-------- SOURCE INFORMATION

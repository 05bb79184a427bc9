//! Response body decompression and decoding.

use std::io::Read;

use bytes::Bytes;
use flate2::read::GzDecoder;
use reqwest::header::{CONTENT_ENCODING, HeaderMap};

use super::response::SearchResponse;

/// True when `Content-Encoding` mentions gzip.
pub fn is_gzip(headers: &HeaderMap) -> bool {
    headers
        .get(CONTENT_ENCODING)
        .and_then(|v| v.to_str().ok())
        .is_some_and(|encoding| encoding.to_ascii_lowercase().contains("gzip"))
}

/// Decompress the body if the headers say it is gzip, else return it as-is.
pub fn decompress(headers: &HeaderMap, body: Bytes) -> std::io::Result<Bytes> {
    if !is_gzip(headers) {
        return Ok(body);
    }

    let mut decoded = Vec::with_capacity(body.len() * 4);
    GzDecoder::new(body.as_ref()).read_to_end(&mut decoded)?;
    Ok(Bytes::from(decoded))
}

pub fn decode_search_response(body: &[u8]) -> serde_json::Result<SearchResponse> {
    serde_json::from_slice(body)
}
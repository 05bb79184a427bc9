//! Typed client for the Brave Web Search API.
//!
//! This crate builds search requests from structured parameters, sends them
//! with bounded retries and decodes the (optionally gzipped) JSON response
//! into typed results.

pub mod brave;

pub use brave::{
    ApiError, BraveClient, BraveClientBuilder, BraveError, ClientConfig, ClientOption, ErrorKind, Freshness,
    LocationHints, RateLimit, ResultFilter, SafeSearch, SearchParams, SearchResponse, SearchResult, Units,
};

pub use tokio_util::sync::CancellationToken;

/// Version of this crate.
pub const VERSION: &str = env!("CARGO_PKG_VERSION");
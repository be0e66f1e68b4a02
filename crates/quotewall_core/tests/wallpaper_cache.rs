mod support;

use quotewall_core::{CacheCoordinator, CacheError, WallpaperCache, WallpaperStyle};
use std::fs;
use support::{FakeQuoteStore, FileRenderer};

fn ids(quotes: &[quotewall_core::Quote]) -> Vec<i64> {
    quotes.iter().map(|quote| quote.id).collect()
}

#[test]
fn lookup_is_absent_until_generated_and_never_renders() {
    let dir = tempfile::tempdir().unwrap();
    let quotes = FakeQuoteStore::with_ids(&[1]);
    let coordinator = CacheCoordinator::new(&quotes, WallpaperCache::new(dir.path().join("cache")));

    assert!(coordinator.lookup(1, WallpaperStyle::Dark).is_none());
    assert!(coordinator.lookup(1, WallpaperStyle::Dark).is_none());
    assert!(!dir.path().join("cache").exists());
}

#[test]
fn generate_missing_is_idempotent() {
    let dir = tempfile::tempdir().unwrap();
    let quotes = FakeQuoteStore::with_ids(&[1, 2, 3]);
    let renderer = FileRenderer::new(&dir.path().join("renders"));
    let coordinator = CacheCoordinator::new(&quotes, WallpaperCache::new(dir.path().join("cache")));

    assert_eq!(
        coordinator
            .generate_missing(WallpaperStyle::Dark, &renderer)
            .unwrap(),
        3
    );
    assert!(coordinator
        .find_missing(WallpaperStyle::Dark)
        .unwrap()
        .is_empty());
    assert_eq!(
        coordinator
            .generate_missing(WallpaperStyle::Dark, &renderer)
            .unwrap(),
        0
    );
    assert_eq!(renderer.render_count(), 3);

    let slot = coordinator.lookup(2, WallpaperStyle::Dark).unwrap();
    assert_eq!(fs::read_to_string(slot.path()).unwrap(), "2|dark");
}

#[test]
fn styles_are_cached_independently() {
    let dir = tempfile::tempdir().unwrap();
    let quotes = FakeQuoteStore::with_ids(&[1, 2]);
    let renderer = FileRenderer::new(&dir.path().join("renders"));
    let coordinator = CacheCoordinator::new(&quotes, WallpaperCache::new(dir.path().join("cache")));

    coordinator
        .generate_missing(WallpaperStyle::Dark, &renderer)
        .unwrap();

    assert_eq!(
        ids(&coordinator.find_missing(WallpaperStyle::Light).unwrap()),
        vec![1, 2]
    );
    assert!(coordinator.lookup(1, WallpaperStyle::Light).is_none());
}

#[test]
fn renderer_failure_is_isolated_to_one_quote() {
    let dir = tempfile::tempdir().unwrap();
    let quotes = FakeQuoteStore::with_ids(&[1, 2, 3]);
    let renderer = FileRenderer::new(&dir.path().join("renders")).failing_for(&[2]);
    let coordinator = CacheCoordinator::new(&quotes, WallpaperCache::new(dir.path().join("cache")));

    let generated = coordinator
        .generate_missing(WallpaperStyle::Light, &renderer)
        .unwrap();

    assert_eq!(generated, 2);
    assert_eq!(renderer.render_count(), 3);
    assert_eq!(
        ids(&coordinator.find_missing(WallpaperStyle::Light).unwrap()),
        vec![2]
    );

    let retry = FileRenderer::new(&dir.path().join("renders"));
    assert_eq!(
        coordinator
            .generate_missing(WallpaperStyle::Light, &retry)
            .unwrap(),
        1
    );
    assert_eq!(retry.render_count(), 1);
}

#[test]
fn invalidate_by_id_removes_only_that_quotes_slots() {
    let dir = tempfile::tempdir().unwrap();
    let quotes = FakeQuoteStore::with_ids(&[1, 2, 10]);
    let renderer = FileRenderer::new(&dir.path().join("renders"));
    let coordinator = CacheCoordinator::new(&quotes, WallpaperCache::new(dir.path().join("cache")));
    for style in WallpaperStyle::ALL {
        coordinator.generate_missing(style, &renderer).unwrap();
    }

    assert_eq!(coordinator.invalidate(Some(1)).unwrap(), 2);

    for style in WallpaperStyle::ALL {
        assert!(coordinator.lookup(1, style).is_none());
        assert!(coordinator.lookup(2, style).is_some());
        assert!(coordinator.lookup(10, style).is_some());
    }
}

#[test]
fn invalidate_all_removes_every_slot() {
    let dir = tempfile::tempdir().unwrap();
    let quotes = FakeQuoteStore::with_ids(&[1, 2]);
    let renderer = FileRenderer::new(&dir.path().join("renders"));
    let coordinator = CacheCoordinator::new(&quotes, WallpaperCache::new(dir.path().join("cache")));
    for style in WallpaperStyle::ALL {
        coordinator.generate_missing(style, &renderer).unwrap();
    }

    assert_eq!(coordinator.invalidate(None).unwrap(), 4);
    for style in WallpaperStyle::ALL {
        assert_eq!(coordinator.find_missing(style).unwrap().len(), 2);
    }
}

#[test]
fn store_rendered_copies_external_render_and_rejects_missing_source() {
    let dir = tempfile::tempdir().unwrap();
    let quotes = FakeQuoteStore::with_ids(&[4]);
    let coordinator = CacheCoordinator::new(&quotes, WallpaperCache::new(dir.path().join("cache")));
    let source = dir.path().join("capture.png");
    fs::write(&source, b"captured").unwrap();

    let slot = coordinator
        .store_rendered(4, WallpaperStyle::Dark, &source)
        .unwrap();
    assert_eq!(coordinator.lookup(4, WallpaperStyle::Dark), Some(slot.clone()));
    assert_eq!(fs::read(slot.path()).unwrap(), b"captured");

    let err = coordinator
        .store_rendered(4, WallpaperStyle::Light, &dir.path().join("gone.png"))
        .unwrap_err();
    assert!(matches!(err, CacheError::MissingSource(_)));
    assert!(coordinator.lookup(4, WallpaperStyle::Light).is_none());
}

#[test]
fn generate_missing_propagates_store_failure() {
    let dir = tempfile::tempdir().unwrap();
    let quotes = FakeQuoteStore::with_ids(&[1, 2]).failing_on("list_quotes");
    let renderer = FileRenderer::new(&dir.path().join("renders"));
    let coordinator = CacheCoordinator::new(&quotes, WallpaperCache::new(dir.path().join("cache")));

    assert!(coordinator
        .generate_missing(WallpaperStyle::Dark, &renderer)
        .is_err());
    assert_eq!(renderer.render_count(), 0);
    assert!(coordinator.find_missing(WallpaperStyle::Light).is_err());
}
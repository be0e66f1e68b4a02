//! Wallpaper background style.
//!
//! # Invariants
//! - Persisted as the `darkBackground` setting; absence means `Dark`.
//! - Cache slot names embed `as_str()`, so the labels must stay stable.

use serde::{Deserialize, Serialize};

/// Binary rendering mode for generated wallpapers.
#[derive(Debug, Clone, Copy, PartialEq, Eq, Hash, Serialize, Deserialize)]
#[serde(rename_all = "snake_case")]
pub enum WallpaperStyle {
    /// Light text on a dark background.
    Dark,
    /// Dark text on a light background.
    Light,
}

impl WallpaperStyle {
    pub const ALL: [WallpaperStyle; 2] = [WallpaperStyle::Dark, WallpaperStyle::Light];

    pub fn from_dark_background(is_dark: bool) -> Self {
        if is_dark {
            Self::Dark
        } else {
            Self::Light
        }
    }

    pub fn is_dark(self) -> bool {
        matches!(self, Self::Dark)
    }

    pub fn as_str(self) -> &'static str {
        match self {
            Self::Dark => "dark",
            Self::Light => "light",
        }
    }
}

impl Default for WallpaperStyle {
    fn default() -> Self {
        Self::Dark
    }
}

----------------

PROBLEM TO SOLVE: If a line contains the word "support", count it; give the total for the entries above and nothing else.

COMPLETED EXERCISE: 2